The malfunctioning of the market for commercial mortgage-backed securities is weighing on recent debt deals. One of the biggest is the $2 billion loan made in February by a bank group led by Citigroup Inc. and backed by the MGM Grand and Mandalay Bay resorts and casinos in Las Vegas. The borrower was a venture of Blackstone Group Inc.'s nontraded real-estate investment trust and an MGM spinoff, which purchased the properties just before the loans were made.
The bank group had been planning to sell most of the debt in the $500 billion commercial mortgage-backed securities market. But that debt market has become one of the many victims of the global financial system's volatility and sharp selloffs.
Property owners rely heavily on the ability to borrow money. But if financial institutions can't sell commercial mortgage securities to investors, they are going to stop making new loans to landlords.
Already, the volume of new loans and demand for commercial mortgage securities in the secondary market have fallen sharply. The spread between the most highly rated securities and Treasury bonds widened to 3.29 percentage points late last week, from 0.86 percentage point at the end of January. That was the widest level since the 2008 global financial crisis, according to Trepp LLC.
The upshot is that new issues can't be sold without the underwriters taking unacceptable losses. The only exception are pools of apartment-building loans by mortgage-finance giants Fannie Mae and Freddie Mac.
The sale of new securities backed by other types of commercial property "ground to a halt" last week, said Dave Bragg, managing director of Green Street Advisors, a real-estate research firm.
Representatives for Citigroup and other members of the bank group, which includes Barclays PLC, Deutsche Bank AG and Société Générale SA, declined to comment or didn't respond to requests for comment.
The shutdown of the new-issuance market is one of the many cracks appearing in the commercial real-estate world. Owners with properties that have gone dark during the nationwide economic shutdown, such as hotels and malls, are almost completely cut off from debt, market participants say.
Loans "that looked great two weeks ago don't look great today," said Willy Walker, chief executive of Bethesda, Md.-based real-estate finance firm Walker & Dunlop Inc. "They all just evaporated."
The loan backed by the MGM Grand and Mandalay Bay is especially vulnerable because Las Vegas has been hit hard by the rapid deterioration in tourism because of the pandemic. The Blackstone venture that borrowed the money is counting on annual rent starting at $292 million from MGM Resorts International, the owner of the casino resorts occupying the real estate.

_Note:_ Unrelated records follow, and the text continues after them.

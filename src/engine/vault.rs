use std::collections::HashMap;
use std::sync::Arc;
use aes_gcm::{
    aead::{Aead, AeadCore, KeyInit, OsRng},
    Aes256Gcm, Nonce,
};
use crate::{Result, Error, KVReader, KVWriter, BatchExporter, Storage};

/// Encrypts a plaintext string using AES-256-GCM and a 32-byte key.
///
/// Returns a hex-encoded string containing the nonce followed by the ciphertext.
pub fn encrypt(plaintext: &str, key: &[u8]) -> Result<String> {
    if key.len() != 32 {
        return Err(Error::Internal("Key must be 32 bytes".to_string()));
    }
    let cipher = Aes256Gcm::new_from_slice(key).map_err(|e| Error::Internal(e.to_string()))?;
    let nonce = Aes256Gcm::generate_nonce(&mut OsRng); // 96 bits / 12 bytes
    let ciphertext = cipher.encrypt(&nonce, plaintext.as_bytes()).map_err(|e| Error::Internal(e.to_string()))?;

    let mut combined = nonce.to_vec();
    combined.extend_from_slice(&ciphertext);
    Ok(hex::encode(combined))
}

/// Decrypts a hex-encoded ciphertext string using AES-256-GCM and a 32-byte key.
///
/// The `cipher_hex` must be the output of [`encrypt`], containing the 12-byte
/// nonce followed by the ciphertext.
pub fn decrypt(cipher_hex: &str, key: &[u8]) -> Result<String> {
    if key.len() != 32 {
        return Err(Error::Internal("Key must be 32 bytes".to_string()));
    }
    let combined = hex::decode(cipher_hex).map_err(|e| Error::Internal(e.to_string()))?;
    if combined.len() < 12 {
        return Err(Error::Internal("Ciphertext too short".to_string()));
    }

    let cipher = Aes256Gcm::new_from_slice(key).map_err(|e| Error::Internal(e.to_string()))?;
    let (nonce_bytes, ciphertext) = combined.split_at(12);
    let nonce = Nonce::from_slice(nonce_bytes);

    let plaintext_bytes = cipher.decrypt(nonce, ciphertext).map_err(|_| Error::Internal("decryption failed (wrong key or tampered data)".to_string()))?;
    String::from_utf8(plaintext_bytes).map_err(|e| Error::Internal(e.to_string()))
}

/// Parses a 64-character hex string into a 32-byte key.
pub fn parse_key(key_hex: &str) -> Result<Vec<u8>> {
    let key = hex::decode(key_hex.trim()).map_err(|e| Error::Internal(format!("invalid vault key: {}", e)))?;
    if key.len() != 32 {
        return Err(Error::Internal("Key must be 32 bytes".to_string()));
    }
    Ok(key)
}

/// Storage wrapper that encrypts every value at rest.
///
/// Values are serialized to JSON text, encrypted, and stored in the inner
/// backend as hex strings. Reads that fail to decrypt surface as errors, which
/// the mirror turns into slice defaults.
pub struct VaultStorage {
    inner: Arc<dyn Storage>,
    master_key: Vec<u8>,
}

impl VaultStorage {
    pub fn new(inner: Arc<dyn Storage>, master_key: &[u8]) -> Result<Self> {
        if master_key.len() != 32 {
            return Err(Error::Internal("Key must be 32 bytes".to_string()));
        }
        Ok(Self {
            inner,
            master_key: master_key.to_vec(),
        })
    }

    fn open(&self, sealed: &serde_json::Value) -> Result<serde_json::Value> {
        let cipher_hex = sealed.as_str().ok_or_else(|| Error::Internal("Vault data is not a string".to_string()))?;
        let plaintext = decrypt(cipher_hex, &self.master_key)?;
        Ok(serde_json::from_str(&plaintext)?)
    }
}

impl KVReader for VaultStorage {
    fn get(&self, namespace: &str, key: &str) -> Result<serde_json::Value> {
        let sealed = self.inner.get(namespace, key)?;
        self.open(&sealed)
    }
}

impl KVWriter for VaultStorage {
    fn set(&self, namespace: &str, key: &str, value: serde_json::Value) -> Result<()> {
        let cipher_hex = encrypt(&serde_json::to_string(&value)?, &self.master_key)?;
        self.inner.set(namespace, key, serde_json::Value::String(cipher_hex))
    }

    fn delete(&self, namespace: &str, key: &str) -> Result<()> {
        self.inner.delete(namespace, key)
    }
}

impl BatchExporter for VaultStorage {
    fn dump(&self, namespace: &str) -> Result<HashMap<String, serde_json::Value>> {
        self.inner
            .dump(namespace)?
            .into_iter()
            .map(|(key, sealed)| -> Result<(String, serde_json::Value)> {
                Ok((key, self.open(&sealed)?))
            })
            .collect()
    }
}

#[cfg(test)]
mod tests {
    use super::*;
    use crate::engine::MemStorage;
    use serde_json::json;

    const KEY: &[u8; 32] = b"thisis32byteslongsecretkey123456";

    #[test]
    fn test_encrypt_decrypt() {
        let plaintext = "Hello, Shopfront!";
        let ciphertext = encrypt(plaintext, KEY).unwrap();
        assert_ne!(ciphertext, plaintext);
        let decrypted = decrypt(&ciphertext, KEY).unwrap();
        assert_eq!(decrypted, plaintext);
    }

    #[test]
    fn test_decrypt_with_wrong_key() {
        let other = b"another32byteslongsecretkey65432";
        let ciphertext = encrypt("Secret message", KEY).unwrap();
        assert!(decrypt(&ciphertext, other).is_err());
    }

    #[test]
    fn test_parse_key() {
        let hex_key = hex::encode(KEY);
        assert_eq!(parse_key(&hex_key).unwrap(), KEY.to_vec());
        assert!(parse_key("abcd").is_err());
        assert!(parse_key("not hex").is_err());
    }

    #[test]
    fn test_vault_storage_encrypts_at_rest() {
        let inner = Arc::new(MemStorage::ephemeral());
        let vault = VaultStorage::new(inner.clone(), KEY).unwrap();

        let user = json!({"user": {"id": "u1", "email": "a@b.c"}, "isAuthenticated": true});
        vault.set("shop", "auth", user.clone()).unwrap();

        assert_eq!(vault.get("shop", "auth").unwrap(), user);
        assert_eq!(vault.dump("shop").unwrap()["auth"], user);

        let raw = inner.get("shop", "auth").unwrap();
        assert!(raw.is_string());
        assert!(!raw.as_str().unwrap().contains("a@b.c"));
    }

    #[test]
    fn test_vault_rejects_plain_values() {
        let inner = Arc::new(MemStorage::ephemeral());
        inner.set("shop", "darkMode", json!(true)).unwrap();
        let vault = VaultStorage::new(inner, KEY).unwrap();

        assert!(matches!(vault.get("shop", "darkMode"), Err(Error::Internal(_))));
    }
}
use std::path::PathBuf;
use std::sync::Arc;

use clap::{Parser, Subcommand, ValueEnum};
use serde::Serialize;
use shopfront_store::catalog_view::{self, ProductQuery, SortOrder};
use shopfront_store::checkout;
use shopfront_store::config::Config;
use shopfront_store::engine;
use shopfront_store::services::StaticCatalog;
use shopfront_store::slices::{
    CartAction, CartItem, CatalogAction, FavoritesAction, HistoryAction, ThemeAction,
};
use shopfront_store::store::Store;

#[derive(Parser)]
#[command(author, version, about, long_about = None)]
struct Cli {
    /// Overrides SHOPFRONT_DATA_DIR.
    #[arg(short, long)]
    data_dir: Option<PathBuf>,

    /// Overrides SHOPFRONT_NAMESPACE.
    #[arg(short, long)]
    namespace: Option<String>,

    /// JSON catalog file of the form {"products": [...]}.
    #[arg(short, long)]
    catalog: Option<PathBuf>,

    #[command(subcommand)]
    command: Commands,
}

#[derive(Subcommand, Clone)]
enum Commands {
    #[command(subcommand)]
    Cart(CartCommand),
    #[command(subcommand)]
    Likes(LikesCommand),
    #[command(subcommand)]
    Compare(CompareCommand),
    #[command(subcommand)]
    History(HistoryCommand),
    #[command(subcommand)]
    Theme(ThemeCommand),
    #[command(subcommand)]
    Catalog(CatalogCommand),
    Checkout,
    Dump,
}

#[derive(Subcommand, Clone)]
enum CartCommand {
    Show,
    Add {
        id: u64,
        #[arg(short, long, default_value_t = 1)]
        quantity: u32,
    },
    Inc { id: u64 },
    Dec { id: u64 },
    Remove { id: u64 },
    Clear,
}

#[derive(Subcommand, Clone)]
enum LikesCommand {
    List,
    Toggle { id: u64 },
    Clear,
}

#[derive(Subcommand, Clone)]
enum CompareCommand {
    List,
    Add { id: u64 },
    Max { n: usize },
    Clear,
}

#[derive(Subcommand, Clone)]
enum HistoryCommand {
    List,
    View { id: u64 },
    Remove { id: u64 },
    Clear,
}

#[derive(Subcommand, Clone)]
enum ThemeCommand {
    Show,
    Toggle,
    Set {
        #[arg(action = clap::ArgAction::Set)]
        dark: bool,
    },
}

#[derive(Subcommand, Clone)]
enum CatalogCommand {
    Search {
        #[arg(default_value = "")]
        query: String,
        #[arg(long)]
        category: Option<String>,
        #[arg(long)]
        min_price: Option<f64>,
        #[arg(long)]
        max_price: Option<f64>,
        #[arg(long, value_enum, default_value_t = Sort::Relevance)]
        sort: Sort,
        /// Number of result pages of 8 to show.
        #[arg(long, default_value_t = 1)]
        pages: usize,
    },
    Facets,
}

#[derive(ValueEnum, Clone, Copy)]
enum Sort {
    Relevance,
    PriceAsc,
    PriceDesc,
    Rating,
    Title,
}

impl From<Sort> for SortOrder {
    fn from(sort: Sort) -> Self {
        match sort {
            Sort::Relevance => SortOrder::Relevance,
            Sort::PriceAsc => SortOrder::PriceAsc,
            Sort::PriceDesc => SortOrder::PriceDesc,
            Sort::Rating => SortOrder::RatingDesc,
            Sort::Title => SortOrder::TitleAsc,
        }
    }
}

fn print_json<T: Serialize + ?Sized>(value: &T) -> anyhow::Result<()> {
    println!("{}", serde_json::to_string_pretty(value)?);
    Ok(())
}

#[tokio::main]
async fn main() -> anyhow::Result<()> {
    env_logger::init();
    let cli = Cli::parse();

    let mut config = Config::from_env();
    if let Some(dir) = cli.data_dir {
        config.data_dir = dir;
    }
    if let Some(namespace) = cli.namespace {
        config.namespace = namespace;
    }

    let mut builder = Store::builder().mirror(engine::open(&config)?);
    if let Some(path) = &cli.catalog {
        builder = builder.catalog(Arc::new(StaticCatalog::from_file(path)?));
    }
    let store = builder.build();

    match cli.command {
        Commands::Cart(cmd) => {
            match cmd {
                CartCommand::Show => {}
                CartCommand::Add { id, quantity } => {
                    let product = store.product(id).await?;
                    store.dispatch(CartAction::Add(CartItem::from_product(&product, quantity)));
                }
                CartCommand::Inc { id } => store.dispatch(CartAction::Increase(id)),
                CartCommand::Dec { id } => store.dispatch(CartAction::Decrease(id)),
                CartCommand::Remove { id } => store.dispatch(CartAction::Remove(id)),
                CartCommand::Clear => store.dispatch(CartAction::Clear),
            }
            let cart = store.select(|s| s.cart.clone());
            print_json(&cart.items)?;
            println!("{} items, total {:.2}", cart.item_count(), cart.total());
        }
        Commands::Likes(cmd) => {
            match cmd {
                LikesCommand::List => {}
                LikesCommand::Toggle { id } => store.dispatch(FavoritesAction::ToggleLike(id)),
                LikesCommand::Clear => store.dispatch(FavoritesAction::ClearAllLikes),
            }
            print_json(&store.select(|s| s.likes.liked_products.clone()))?;
        }
        Commands::Compare(cmd) => {
            match cmd {
                CompareCommand::List => {}
                CompareCommand::Add { id } => store.dispatch(FavoritesAction::AddToCompare(id)),
                CompareCommand::Max { n } => store.dispatch(FavoritesAction::SetMaxCompareItems(n)),
                CompareCommand::Clear => store.dispatch(FavoritesAction::ClearAllCompares),
            }
            let likes = store.select(|s| s.likes.clone());
            print_json(&likes.compared_products)?;
            println!("{} of {} slots used", likes.compared_products.len(), likes.max_compare_items);
        }
        Commands::History(cmd) => {
            match cmd {
                HistoryCommand::List => {}
                HistoryCommand::View { id } => {
                    store.open_product(id).await?;
                }
                HistoryCommand::Remove { id } => store.dispatch(HistoryAction::Remove(id)),
                HistoryCommand::Clear => store.dispatch(HistoryAction::Clear),
            }
            for product in store.select(|s| s.product_history.viewed_products.clone()) {
                println!("{:>5}  {}", product.id, product.title);
            }
        }
        Commands::Theme(cmd) => {
            match cmd {
                ThemeCommand::Show => {}
                ThemeCommand::Toggle => store.dispatch(ThemeAction::Toggle),
                ThemeCommand::Set { dark } => store.dispatch(ThemeAction::Set(dark)),
            }
            let dark = store.select(|s| s.theme.dark_mode);
            println!("{}", if dark { "dark" } else { "light" });
        }
        Commands::Catalog(cmd) => {
            store.fetch_all_products().await?;
            match cmd {
                CatalogCommand::Search { query, category, min_price, max_price, sort, pages } => {
                    store.dispatch(CatalogAction::SetSearchQuery(query));
                    for _ in 1..pages.max(1) {
                        store.dispatch(CatalogAction::IncreaseLimit);
                    }
                    let state = store.select(|s| s.products.clone());
                    let filter = ProductQuery {
                        category,
                        min_price,
                        max_price,
                        sort: sort.into(),
                    };
                    let products = catalog_view::apply(&state.filtered_products, &filter);
                    for product in catalog_view::page(&products, state.limit) {
                        println!("{:>5}  {:<40} {:>10.2}", product.id, product.title, product.discounted_price());
                    }
                    println!("{} of {} matching products", state.limit.min(products.len()), products.len());
                }
                CatalogCommand::Facets => {
                    let products = store.select(|s| s.products.products.clone());
                    print_json(&catalog_view::categories(&products))?;
                }
            }
        }
        Commands::Checkout => {
            print_json(&checkout::place_order(&store)?)?;
        }
        Commands::Dump => {
            print_json(&store.state())?;
        }
    }

    Ok(())
}
use serde::{Deserialize, Serialize};

use crate::engine::Mirror;
use crate::model::round_cents;
use crate::Product;

/// A line in the cart. `price` is the discounted unit price at the time the
/// product was added.
#[derive(Debug, Clone, PartialEq, Serialize, Deserialize)]
#[serde(rename_all = "camelCase")]
pub struct CartItem {
    pub id: u64,
    pub title: String,
    pub price: f64,
    #[serde(default)]
    pub thumbnail: String,
    pub quantity: u32,
    #[serde(default, skip_serializing_if = "Option::is_none")]
    pub discount_percentage: Option<f64>,
}

impl CartItem {
    pub fn from_product(product: &Product, quantity: u32) -> Self {
        Self {
            id: product.id,
            title: product.title.clone(),
            price: product.discounted_price(),
            thumbnail: product.thumbnail.clone(),
            quantity,
            discount_percentage: product.discount_percentage,
        }
    }

    pub fn line_total(&self) -> f64 {
        self.price * f64::from(self.quantity)
    }
}

#[derive(Debug, Clone)]
pub enum CartAction {
    /// Adds the item, merging its quantity into an existing line with the same id.
    Add(CartItem),
    Remove(u64),
    Increase(u64),
    /// Decrements by one, removing the line when it reaches zero.
    Decrease(u64),
    Clear,
}

/// The cart ledger. Totals are always derived from the lines.
#[derive(Debug, Clone, Default, PartialEq, Serialize)]
pub struct CartState {
    #[serde(rename = "cartItems")]
    pub items: Vec<CartItem>,
}

impl CartState {
    pub const STORAGE_KEY: &'static str = "cartItems";

    /// Restores the persisted ledger, dropping lines that break the
    /// one-line-per-id or non-zero quantity invariants.
    pub fn rehydrate(mirror: &Mirror) -> Self {
        let stored: Vec<CartItem> = mirror.load(Self::STORAGE_KEY, Vec::new());
        let mut state = Self::default();
        for item in stored {
            state.apply(&CartAction::Add(item));
        }
        state
    }

    pub fn apply(&mut self, action: &CartAction) {
        match action {
            CartAction::Add(item) => {
                if item.quantity == 0 {
                    return;
                }
                match self.items.iter_mut().find(|i| i.id == item.id) {
                    Some(existing) => {
                        existing.quantity = existing.quantity.saturating_add(item.quantity);
                    }
                    None => self.items.push(item.clone()),
                }
            }
            CartAction::Remove(id) => self.items.retain(|i| i.id != *id),
            CartAction::Increase(id) => {
                if let Some(item) = self.items.iter_mut().find(|i| i.id == *id) {
                    item.quantity = item.quantity.saturating_add(1);
                }
            }
            CartAction::Decrease(id) => {
                if let Some(pos) = self.items.iter().position(|i| i.id == *id) {
                    if self.items[pos].quantity > 1 {
                        self.items[pos].quantity -= 1;
                    } else {
                        self.items.remove(pos);
                    }
                }
            }
            CartAction::Clear => self.items.clear(),
        }
    }

    pub fn get(&self, id: u64) -> Option<&CartItem> {
        self.items.iter().find(|i| i.id == id)
    }

    pub fn is_empty(&self) -> bool {
        self.items.is_empty()
    }

    /// Sum of price times quantity over all lines, rounded to cents.
    pub fn total(&self) -> f64 {
        round_cents(self.items.iter().map(CartItem::line_total).sum())
    }

    pub fn item_count(&self) -> u32 {
        self.items.iter().map(|i| i.quantity).sum()
    }
}
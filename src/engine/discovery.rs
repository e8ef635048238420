use std::sync::Arc;
use log::info;
use crate::config::Config;
use crate::engine::{vault, MemStorage, Mirror, Persistence, VaultStorage};
use crate::{Result, Storage};

/// Opens the durable storage described by `config` and returns a [`Mirror`]
/// over its namespace.
///
/// Data already on disk is loaded before this returns, so a store built on the
/// mirror can rehydrate immediately. When a vault key is configured, every
/// value is encrypted at rest.
///
/// # Examples
///
/// ```no_run
/// use shopfront_store::{config::Config, engine, store::Store};
///
/// fn main() -> anyhow::Result<()> {
///     let mirror = engine::open(&Config::from_env())?;
///     let store = Store::builder().mirror(mirror).build();
///     println!("{} items in cart", store.select(|s| s.cart.item_count()));
///     Ok(())
/// }
/// ```
pub fn open(config: &Config) -> Result<Mirror> {
    let persistence = Arc::new(Persistence::new(&config.data_dir)?);
    let initial_data = persistence.load_all()?;
    info!(
        "Opened storage at {:?} ({} namespaces on disk)",
        persistence.data_dir(),
        initial_data.len()
    );

    let mut storage: Arc<dyn Storage> = Arc::new(MemStorage::new(initial_data, Some(persistence)));
    if let Some(key_hex) = &config.vault_key {
        let key = vault::parse_key(key_hex)?;
        storage = Arc::new(VaultStorage::new(storage, &key)?);
        info!("Vault encryption enabled");
    }

    Ok(Mirror::new(storage, config.namespace.clone()))
}

#[cfg(test)]
mod tests {
    use super::*;
    use tempfile::tempdir;

    fn config(dir: &std::path::Path, vault_key: Option<String>) -> Config {
        Config {
            data_dir: dir.to_path_buf(),
            namespace: "shop".to_string(),
            vault_key,
        }
    }

    #[test]
    fn test_open_reloads_previous_writes() {
        let dir = tempdir().unwrap();
        open(&config(dir.path(), None)).unwrap().save("darkMode", &true);

        let reopened = open(&config(dir.path(), None)).unwrap();
        assert!(reopened.load("darkMode", false));
    }

    #[test]
    fn test_open_with_vault() {
        let dir = tempdir().unwrap();
        let key = Some("11".repeat(32));
        open(&config(dir.path(), key.clone())).unwrap().save("likedProducts", &vec![3u64]);

        let reopened = open(&config(dir.path(), key)).unwrap();
        assert_eq!(reopened.load("likedProducts", Vec::<u64>::new()), vec![3]);

        // Without the key the sealed value is unreadable and falls back.
        let plain = open(&config(dir.path(), None)).unwrap();
        assert!(plain.load("likedProducts", Vec::<u64>::new()).is_empty());
    }

    #[test]
    fn test_open_with_bad_vault_key() {
        let dir = tempdir().unwrap();
        assert!(open(&config(dir.path(), Some("zz".to_string()))).is_err());
    }
}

But MGM Resorts, along with nearly every commercial and tribal casino in the U.S., has closed, affecting about 642,000 workers in the U.S. and billions of dollars in revenue.
Earlier this month, Moody's Investors Service gave the loan a tentative investment-grade rating. That so-called presale report noted that the first confirmed Covid-19 case in the U.S. was reported in January. "The outbreak is in the early stages and its full impact is not possible to predict," the report stated.
But the report based its preliminary rating on the corporate guarantee that MGM Resorts made to back up the deal. That support looks much shakier with the collapse in the travel and leisure business. MGM shares plunged by 72% from a high of $33.66 on Feb. 12 to $9.15 on Monday. The company had $11.3 billion in debt and $2.3 billion in cash at the end of 2019, the company said.
A spokeswoman for MGM Resorts declined to comment.
Corrections & Amplifications
This article was corrected March 25, 2020 at 8:03 p.m. to reflect the proper name of Willy Walker. The original version of this article incorrectly spelled his first name as Willie.